Portrait of George Washington who started a military inoculation program in 1777

The answer is yes, though what we call a “vaccine” didn’t exist in 1777. Instead, people protected themselves from the deadly smallpox virus by inhaling crushed smallpox scabs (gross!) or having their skin scraped with someone else’s smallpox pus (grosser!). The practice was controversial, as you can imagine, but in 1777, rising cases in his Continental Army made Washington fear that smallpox would “rage with its virulence” to the point where “we should have more to dread from it than from the sword of the enemy.”

Thus began the first military inoculation program in history.

He ordered all new recruits to be inoculated, and by the end of the year 40,000 soldiers were protected.

You might ask: didn’t British soldiers get smallpox, too? Yes, they did. But they did so back home, long before their arrival in America. Smallpox was endemic in England. Most everyone got exposed to it in youth. About one in five died from it. But, the bright side was that if you survived, you were immune for life. Most of those soldiers who traveled across the Atlantic to fight the colonists had acquired a natural immunity to the disease.

In sparsely-populated rural America, however, you could grow up and live a long life without ever being exposed. Only big events like the Revolutionary War brought these formerly isolated American populations together, forming a fresh human Petri dish for circulating a novel virus.

Eventually, English doctor Edward Jenner would develop a true vaccine for the disease, formulated from a less virulent microbe called cowpox.

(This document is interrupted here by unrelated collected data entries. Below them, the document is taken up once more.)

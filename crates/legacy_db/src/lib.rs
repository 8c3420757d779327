//! # Legacy DB
//!
//! The persistence layer of the server: typed identifiers, the store client
//! boundary, an in-process store implementation, the typed entity facade and
//! the document schema with its transactional operations.
//!
//! ## Layers
//!
//! - [`Oid`]: typed, time-ordered identifiers
//! - [`StoreClient`] / [`Session`]: the raw store contract, JSON documents
//! - [`MemoryStore`]: in-process store with transactions and change feeds
//! - [`Database`], [`Collection`], [`Tx`]: typed access and change streams
//! - [`schema`]: persisted entity types and their operations
//!
//! ## Quick Start
//!
//! ```rust
//! use legacy_db::{Database, MemoryStore, schema::{Player, Settlement}, Oid};
//! use std::collections::BTreeSet;
//! use std::sync::Arc;
//!
//! let db = Database::new(Arc::new(MemoryStore::new("world")));
//! let leader = Oid::new();
//! Player::register(&db, leader, "Steve")?;
//!
//! let id = Settlement::create(&db, "overworld", BTreeSet::from([0]), "Foo", leader)?;
//! assert_eq!(db.collection::<Settlement>().get(id)?.name, "Foo");
//! # Ok::<(), legacy_db::DbError>(())
//! ```

pub mod collection;
pub mod error;
pub mod geometry;
pub mod memory;
pub mod object;
pub mod oid;
pub mod schema;
pub mod store;

pub use collection::{ChangeEvent, ChangeStream, Collection, Database, Tx};
pub use error::{ensure, DbError};
pub use geometry::{ChunkKey, Location, Vec3i};
pub use memory::MemoryStore;
pub use object::DbObject;
pub use oid::Oid;
pub use store::{ChangeKind, Document, RawChange, Session, StoreClient, ID_FIELD};
use serde::{Deserialize, Serialize};
use std::sync::atomic::{AtomicU64, Ordering};

/// Point-in-time counters for one cache.
#[derive(Debug, Clone, Default, PartialEq, Eq, Serialize, Deserialize)]
pub struct CacheStats {
    pub cache: String,
    pub entities: usize,
    pub indexes: usize,
    pub inserts: u64,
    pub updates: u64,
    pub deletes: u64,
    /// Events that matched the cached state exactly and were ignored.
    pub duplicates_ignored: u64,
    pub decode_failures: u64,
    pub hook_failures: u64,
    pub resyncs: u64,
}

#[derive(Debug, Default)]
pub(crate) struct Counters {
    pub inserts: AtomicU64,
    pub updates: AtomicU64,
    pub deletes: AtomicU64,
    pub duplicates_ignored: AtomicU64,
    pub decode_failures: AtomicU64,
    pub hook_failures: AtomicU64,
    pub resyncs: AtomicU64,
}

impl Counters {
    pub fn bump(counter: &AtomicU64) {
        counter.fetch_add(1, Ordering::Relaxed);
    }

    pub fn snapshot(&self, cache: &str, entities: usize, indexes: usize) -> CacheStats {
        CacheStats {
            cache: cache.to_string(),
            entities,
            indexes,
            inserts: self.inserts.load(Ordering::Relaxed),
            updates: self.updates.load(Ordering::Relaxed),
            deletes: self.deletes.load(Ordering::Relaxed),
            duplicates_ignored: self.duplicates_ignored.load(Ordering::Relaxed),
            decode_failures: self.decode_failures.load(Ordering::Relaxed),
            hook_failures: self.hook_failures.load(Ordering::Relaxed),
            resyncs: self.resyncs.load(Ordering::Relaxed),
        }
    }
}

The word “vaccine,” indeed, comes from the Latin word vacca for “cow.” The story goes that Jenner noticed how milkmaids typically boasted “peaches and cream” complexions, rarely pockmarked with smallpox scars like everyone else.

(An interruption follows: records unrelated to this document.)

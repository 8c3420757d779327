#[tokio::main]
async fn main() -> Result<(), Box<dyn std::error::Error>> {
    lib_legacy::init().await
}
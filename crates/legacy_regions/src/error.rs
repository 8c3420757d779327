use legacy_cache::CacheError;
use thiserror::Error;

#[derive(Debug, Error)]
pub enum RegionError {
    #[error("no region {0}")]
    UnknownRegion(String),

    /// A zone arrived before its settlement's region.
    #[error("zone {zone} belongs to settlement {settlement}, which has no region yet")]
    MissingParent { zone: String, settlement: String },

    #[error(transparent)]
    Cache(#[from] CacheError),
}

Women (and men) who regularly milked cows all contracted cowpox, which usually resulted in some mild hand-scarring. But they hardly ever got smallpox. Jenner guessed that if he exposed people to cowpox it would protect people from its deadlier cousin.

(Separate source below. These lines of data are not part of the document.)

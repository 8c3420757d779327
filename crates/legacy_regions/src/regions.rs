//! # Region Manager
//!
//! [`Regions`] owns every region and the structures that find them by
//! position. It is built once from the caches' contents and then kept current
//! by the hooks in [`crate::sync`], which replay cache changes on the tick
//! thread.
//!
//! ## Locking
//!
//! One `RwLock` guards the region map and the spatial index; each region has
//! its own lock for in-place refreshes. Region locks are only taken while the
//! manager lock is held, so callers must not hold a region guard while
//! calling back into [`Regions`].

use crate::cooldown::FailedAccessCooldown;
use crate::error::RegionError;
use crate::region::{Claim, Region, RegionHandle, RegionKey, RegionKind};
use crate::spatial::SpatialIndex;
use legacy_cache::{CacheError, Caches};
use legacy_db::schema::{PlayerId, Settlement, SettlementZone};
use legacy_db::{Location, Oid};
use parking_lot::RwLock;
use std::collections::{BTreeSet, HashMap};
use std::sync::Arc;
use std::time::{Duration, Instant};
use tracing::{debug, info, warn};

/// Default window during which repeated failed access by the same player in
/// the same region produces no further feedback.
pub const DEFAULT_FAILED_ACCESS_COOLDOWN: Duration = Duration::from_secs(5);

pub struct Regions {
    caches: Caches,
    state: RwLock<RegionState>,
    cooldown: FailedAccessCooldown,
}

#[derive(Default)]
struct RegionState {
    regions: HashMap<RegionKey, RegionHandle>,
    spatial: SpatialIndex,
    /// Zones whose settlement has no region (yet).
    orphans: HashMap<Oid<Settlement>, BTreeSet<Oid<SettlementZone>>>,
}

impl RegionState {
    fn attach(&mut self, zone: Oid<SettlementZone>, settlement: Oid<Settlement>) {
        let parent = self.regions.get(&RegionKey::Settlement(settlement));
        match parent {
            Some(parent) => {
                if let Region::Settlement(parent) = &mut *parent.write() {
                    parent.children.insert(zone);
                }
            }
            None => {
                let err = RegionError::MissingParent {
                    zone: zone.to_string(),
                    settlement: settlement.to_string(),
                };
                warn!("⚠️ {}", err);
                self.orphans.entry(settlement).or_default().insert(zone);
            }
        }
    }

    fn detach(&mut self, zone: Oid<SettlementZone>, settlement: Oid<Settlement>) {
        if let Some(parent) = self.regions.get(&RegionKey::Settlement(settlement)) {
            if let Region::Settlement(parent) = &mut *parent.write() {
                parent.children.remove(&zone);
            }
        }
        if let Some(waiting) = self.orphans.get_mut(&settlement) {
            waiting.remove(&zone);
            if waiting.is_empty() {
                self.orphans.remove(&settlement);
            }
        }
    }
}

impl Regions {
    pub fn new(caches: Caches, failed_access_cooldown: Duration) -> Self {
        Self {
            caches,
            state: RwLock::new(RegionState::default()),
            cooldown: FailedAccessCooldown::new(failed_access_cooldown),
        }
    }

    pub fn caches(&self) -> &Caches {
        &self.caches
    }

    /// Builds regions from the current cache contents. Settlements go first
    /// so zones find their parents. Returns the number of regions.
    pub fn load(&self) -> Result<usize, RegionError> {
        let caches = &self.caches;
        for (name, loaded) in [
            (caches.settlements.name(), caches.settlements.is_loaded()),
            (caches.outposts.name(), caches.outposts.is_loaded()),
            (caches.territories.name(), caches.territories.is_loaded()),
            (caches.zones.name(), caches.zones.is_loaded()),
        ] {
            if !loaded {
                return Err(CacheError::NotLoaded(name.to_string()).into());
            }
        }

        for settlement in caches.settlements.all() {
            self.upsert(&*settlement);
        }
        for outpost in caches.outposts.all() {
            self.upsert(&*outpost);
        }
        for territory in caches.territories.all() {
            self.upsert(&*territory);
        }
        for zone in caches.zones.all() {
            self.upsert(&*zone);
        }

        let count = self.len();
        info!("🗺️ Loaded {} regions", count);
        Ok(count)
    }

    pub fn len(&self) -> usize {
        self.state.read().regions.len()
    }

    pub fn is_empty(&self) -> bool {
        self.len() == 0
    }

    pub fn get(&self, key: RegionKey) -> Result<RegionHandle, RegionError> {
        self.try_get(key)
            .ok_or_else(|| RegionError::UnknownRegion(key.to_string()))
    }

    pub fn try_get(&self, key: RegionKey) -> Option<RegionHandle> {
        self.state.read().regions.get(&key).cloned()
    }

    /// Every region containing `location`, most specific first.
    pub fn find(&self, location: &Location) -> Vec<RegionHandle> {
        let (x, y, z) = (location.x, location.y, location.z);
        let state = self.state.read();
        let mut found: Vec<(RegionKey, RegionHandle)> = Vec::new();

        if let Some(settlement) = state.spatial.settlement_at(&location.world, location.chunk_key()) {
            let key = RegionKey::Settlement(settlement);
            if let Some(handle) = state.regions.get(&key) {
                let children: Vec<Oid<SettlementZone>> = handle
                    .read()
                    .as_settlement()
                    .map(|s| s.children.iter().copied().collect())
                    .unwrap_or_default();
                found.push((key, handle.clone()));

                for zone in children {
                    let key = RegionKey::SettlementZone(zone);
                    if let Some(child) = state.regions.get(&key) {
                        if child.read().contains(x, y, z) {
                            found.push((key, child.clone()));
                        }
                    }
                }
            }
        }

        for key in state.spatial.circles_at(&location.world, x, z) {
            if let Some(handle) = state.regions.get(&key) {
                if handle.read().contains(x, y, z) {
                    found.push((key, handle.clone()));
                }
            }
        }

        found.sort_by_key(|(key, _)| key.precedence());
        found.into_iter().map(|(_, handle)| handle).collect()
    }

    /// The most specific region of `kind` containing `location`.
    pub fn find_first_of(&self, location: &Location, kind: RegionKind) -> Option<RegionHandle> {
        self.find(location)
            .into_iter()
            .find(|handle| handle.read().kind() == kind)
    }

    /// Zone regions nested in `settlement`.
    pub fn children(&self, settlement: Oid<Settlement>) -> Vec<RegionHandle> {
        let state = self.state.read();
        let Some(parent) = state.regions.get(&RegionKey::Settlement(settlement)) else {
            return Vec::new();
        };
        let children: Vec<Oid<SettlementZone>> = parent
            .read()
            .as_settlement()
            .map(|s| s.children.iter().copied().collect())
            .unwrap_or_default();
        children
            .into_iter()
            .filter_map(|zone| state.regions.get(&RegionKey::SettlementZone(zone)).cloned())
            .collect()
    }

    // ---- access ----

    pub fn calculate_inaccess_message(&self, actor: PlayerId, region: &Region) -> Option<String> {
        region.inaccess_message(&self.caches, actor)
    }

    pub fn can_access(&self, actor: PlayerId, region: &Region) -> bool {
        self.calculate_inaccess_message(actor, region).is_none()
    }

    /// Access at a position is decided by the most specific region there.
    /// Unclaimed positions are open to everyone.
    pub fn inaccess_message_at(&self, actor: PlayerId, location: &Location) -> Option<String> {
        let governing = self.find(location).into_iter().next()?;
        let message = governing.read().inaccess_message(&self.caches, actor);
        message
    }

    /// Records that `actor` was refused in `region`. Returns whether they
    /// should be told, which is rate limited per region and player.
    pub fn on_failed_access(&self, actor: PlayerId, region: RegionKey) -> bool {
        self.cooldown.try_trigger(region, actor, Instant::now())
    }

    // ---- maintenance ----

    /// Registers `entity`'s region, or refreshes it in place if it exists.
    pub fn upsert<E: Claim>(&self, entity: &E) {
        let key = entity.region_key();
        let mut state = self.state.write();

        let Some(handle) = state.regions.get(&key).cloned() else {
            let mut region = entity.to_region();
            if let Region::Settlement(settlement) = &mut region {
                settlement.children = state.orphans.remove(&settlement.id).unwrap_or_default();
            }
            state.spatial.insert(&region);
            if let Region::SettlementZone(zone) = &region {
                state.attach(zone.id, zone.settlement);
            }
            state.regions.insert(key, Arc::new(RwLock::new(region)));
            debug!(region = %key, "region added");
            return;
        };

        let mut region = handle.write();
        let previous_parent = region.as_zone().map(|zone| zone.settlement);
        state.spatial.remove(&region);
        entity.refresh(&mut region);
        state.spatial.insert(&region);

        if let (Some(previous), Some(zone)) = (previous_parent, region.as_zone()) {
            if zone.settlement != previous {
                let (id, next) = (zone.id, zone.settlement);
                drop(region);
                state.detach(id, previous);
                state.attach(id, next);
            }
        }
        debug!(region = %key, "region refreshed");
    }

    /// Removes `entity`'s region and forgets state keyed on it.
    pub fn remove<E: Claim>(&self, entity: &E) {
        let key = entity.region_key();
        {
            let mut state = self.state.write();
            let Some(handle) = state.regions.remove(&key) else {
                debug!(region = %key, "no region to remove");
                return;
            };
            let region = handle.read();
            state.spatial.remove(&region);
            match &*region {
                Region::SettlementZone(zone) => state.detach(zone.id, zone.settlement),
                Region::Settlement(settlement) if !settlement.children.is_empty() => {
                    state
                        .orphans
                        .entry(settlement.id)
                        .or_default()
                        .extend(settlement.children.iter().copied());
                }
                _ => {}
            }
        }
        self.cooldown.invalidate(key);
        debug!(region = %key, "region removed");
    }

    pub fn cooldown_entries(&self) -> usize {
        self.cooldown.len()
    }
}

Jenner was right. The vaccine worked. But that didn’t stop an anti-vaccine movement from rising in Britain. Today’s anti-vaxxers have a lineage as old as the vaccination itself.

1802 cartoon of the effects of cowpox vaccine

The first anti-vaxxers: In this 1802 cartoon, James Gillray depicts people sprouting cow parts and features after being given the new cowpox vaccine. (“The cow-pock,-or-The wonderful effects of the new inoculation! – Vide – the Publications of ye Anti-Vaccine Society, 1802)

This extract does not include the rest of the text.